Belli bir coğrafi yükseklikte bulunan yerleşim merkezlerinde yaşayanların ömrü daha uzundur. Bu gibi yerleşim merkezlerinde kentsel yaşam biçimi ve yüksek kalorili yiyecekler yoktur. Bu bölgelerin içinde, Hindikuş Vadisi, Taşkent ve civarı, Çin’in Guangi bölgesi ile Ekvator’un Vilcabamba vadisi yer alırlar. Burada yaşayanlar acı bir pirinç şarabı içerler. Bu şarap kertenkele, yılan, köpek, geyik penisinden ve 40 kadar baharatlı bitkinin karışımından yapılır. Yüz yaşından fazla yaşayanlara daima bunun sırrı sorulur. Cevaplar genelde şaşırtıcıdır, 112 yaşında bir kadın olan Divi Bastolumas Barbados’taki Fontabelle pilajındaki şezlongunda yatarken kendisiyle yapılan röpörtajda uzun yaşamını biraz seks, biraz güneş, biraz içki, tembellik ve çocuksuzluğa bağlıyordu. İngiltere, Nottinghamshire, Aversham kentinde yaşayan 102 yaşındaki Henry Govier I. Dünya Savaşı’nda gazla zehirlenince, huzur içinde ölmesi için evine gönderilmişti. Fakat Govier ölmedi ve 1992’de 102. doğum gününü kutladı, sağlıklı bir kalbe sahip olmasının nedenini viskiye ve çukulataya bağlıyor. Benzer uzun yaşam biçimleri, 105 yaşındaki Polla Vanderpump, 101 yaşındaki Rhoda Renshaw ve 109 yaşındaki Ethel Tuch tarafından da anlatıldı. 107 yaşındaki Louisa Wright ise sağlıklı bir yaşamı hep kendi yolunda gitmesine bağlıyordu. 103 yaşındaki piyanist George Lunn uzun yaşamını süt lapasına bağlıyor. Lucy Pamsley (105) ve Etty Heaton (107)’da süt lapasının kerametini savunuyorlar. Bir kasabın kızı olan 100 yaşındaki Rose Troake ise dengeli bir beslenmeyi ve sosislerden uzak durmayı öneriyor. Fakat bilinen en ilginç cevap 114 yaşındaki Augusta Holtz’a aittir. Uzun yaşamanın sırrı sorulduğunda Zen Budizm´e uygun bir cevap vermiş: “Sadece doğum günü kutlamak.” Yaşlıları araştıan 45 yaşındaki Paul Sieveking, FT 111+Yaşam Listesi´ni hazırladı; işte bazı örnekler;
M’barek Rhıouı (Yaş: 147?); Fas, Azrou kentindeki evinde Mayıs 1991’de öldü. 12 kez evlendi ve geride 80 nin üzerinde çocuk bıraktı. Fakat gerçek yaşı bilinmiyor. 30 yaşlarındayken 1874’de Sultan Mouley Hassan’ın ordusunda bir subaydı.
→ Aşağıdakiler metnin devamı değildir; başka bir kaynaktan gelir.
//! Required environment variable validation.

use std::collections::HashMap;
use vcsgate_types::{Result, VcsError};

/// Where environment lookups are answered from.
#[derive(Debug, Clone, Default)]
pub enum EnvSource {
    /// The real process environment.
    #[default]
    Process,
    /// A fixed map, for tests and embedding.
    Fixed(HashMap<String, String>),
}

impl EnvSource {
    /// Look up `name`. Empty values count as unset.
    #[must_use]
    pub fn get(&self, name: &str) -> Option<String> {
        let value = match self {
            Self::Process => std::env::var(name).ok(),
            Self::Fixed(map) => map.get(name).cloned(),
        };
        value.filter(|v| !v.is_empty())
    }
}

impl<K: Into<String>, V: Into<String>> FromIterator<(K, V)> for EnvSource {
    fn from_iter<I: IntoIterator<Item = (K, V)>>(iter: I) -> Self {
        Self::Fixed(iter.into_iter().map(|(k, v)| (k.into(), v.into())).collect())
    }
}

/// Fails with every missing name at once.
///
/// # Errors
///
/// Returns [`VcsError::MissingEnvVars`] listing all unset names in input order.
pub fn check_required(names: &[String], env: &EnvSource) -> Result<()> {
    let missing: Vec<String> = names
        .iter()
        .filter(|name| env.get(name).is_none())
        .cloned()
        .collect();
    if missing.is_empty() {
        Ok(())
    } else {
        Err(VcsError::MissingEnvVars(missing))
    }
}

#[cfg(test)]
mod tests {
    use super::*;

    fn names(list: &[&str]) -> Vec<String> {
        list.iter().map(ToString::to_string).collect()
    }

    #[test]
    fn test_all_present() {
        let env: EnvSource = [("A", "1"), ("B", "2")].into_iter().collect();
        assert!(check_required(&names(&["A", "B"]), &env).is_ok());
    }

    #[test]
    fn test_reports_every_missing_name() {
        let env: EnvSource = [("B", "2")].into_iter().collect();
        let err = check_required(&names(&["A", "B", "C"]), &env).unwrap_err();
        match err {
            VcsError::MissingEnvVars(missing) => assert_eq!(missing, vec!["A", "C"]),
            other => panic!("unexpected error: {other}"),
        }
    }

    #[test]
    fn test_empty_value_is_missing() {
        let env: EnvSource = [("A", "")].into_iter().collect();
        assert!(check_required(&names(&["A"]), &env).is_err());
    }

    #[test]
    fn test_no_requirements() {
        assert!(check_required(&[], &EnvSource::Process).is_ok());
    }

    #[test]
    fn test_process_env_path_is_set() {
        assert!(EnvSource::Process.get("PATH").is_some());
    }
}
Abdül Müen Attiya Kafi (145); 1842’de doğdu ve 14 Ağustos 1988 yılında Suudi Arabistan’ın Taif kentinde öldü. Kral Abdul Aziz’e hizmet etti.
Djedala Gouas (144); Cezayir’in en yaşlı kadınıydı ve Ekim 1988’de öldü. Hiçbir zaman doktora gitmedi, daima şifalı bitki satan kişilere danıştı. 108 yaşındaki oğlu ve 98 yaşındaki kızından daha çok yaşadı.
Barbara Yasaite (135+); Rusya´daki kayıtlara göre, 15 Temmuz 1855’te doğdu. Litvanya’nın Ramoshkiu kasabasında bir terziydi. 125 yaşında bacağı kırılana kadar hiç doktora gitmedi. Alkol, kahve veya çay hiç içmedi. Uzun ömürlülüğüne rağmen hiçbir erkekle beraber olmadı. “Erkekler politika ve savaş yaparlar, bu nedenle birinin bile hayatıma girmesini düşünmedim” demişti.
Gong Laifa (132+); Mart 1862’de doğdu ve Çin’in Guizhou eyaletinde Nisan 1994’e kadar yaşadı. Gong Laifa, pirinç tarlasında günde 11 saat çalışıyordu. Uzun ömrünü temiz yaşama, sıkı çalışmaya, ve bekar olmasına bağlıyordu. Xinhua Haber Ajansı; “Yüzyıllarca süren rutin yaşam uzun ömür için bir anahtar olabilir” diyerek bunu açıklamaya çalışıyor. Gong hiçbir zaman alkol veya ilaç almadı. Her gün iki öğün mısır ve pirinç yiyordu. Resmi bir raporda (AFP 18 Nisan 1994) 146. doğum gününü kutlamış olabileceği yazıyor.
Mevlud Dawltadze (131+); Gürcistan´da Gorekety kentindeki evinde Ağustos 1988’de doğum gününü kutladı.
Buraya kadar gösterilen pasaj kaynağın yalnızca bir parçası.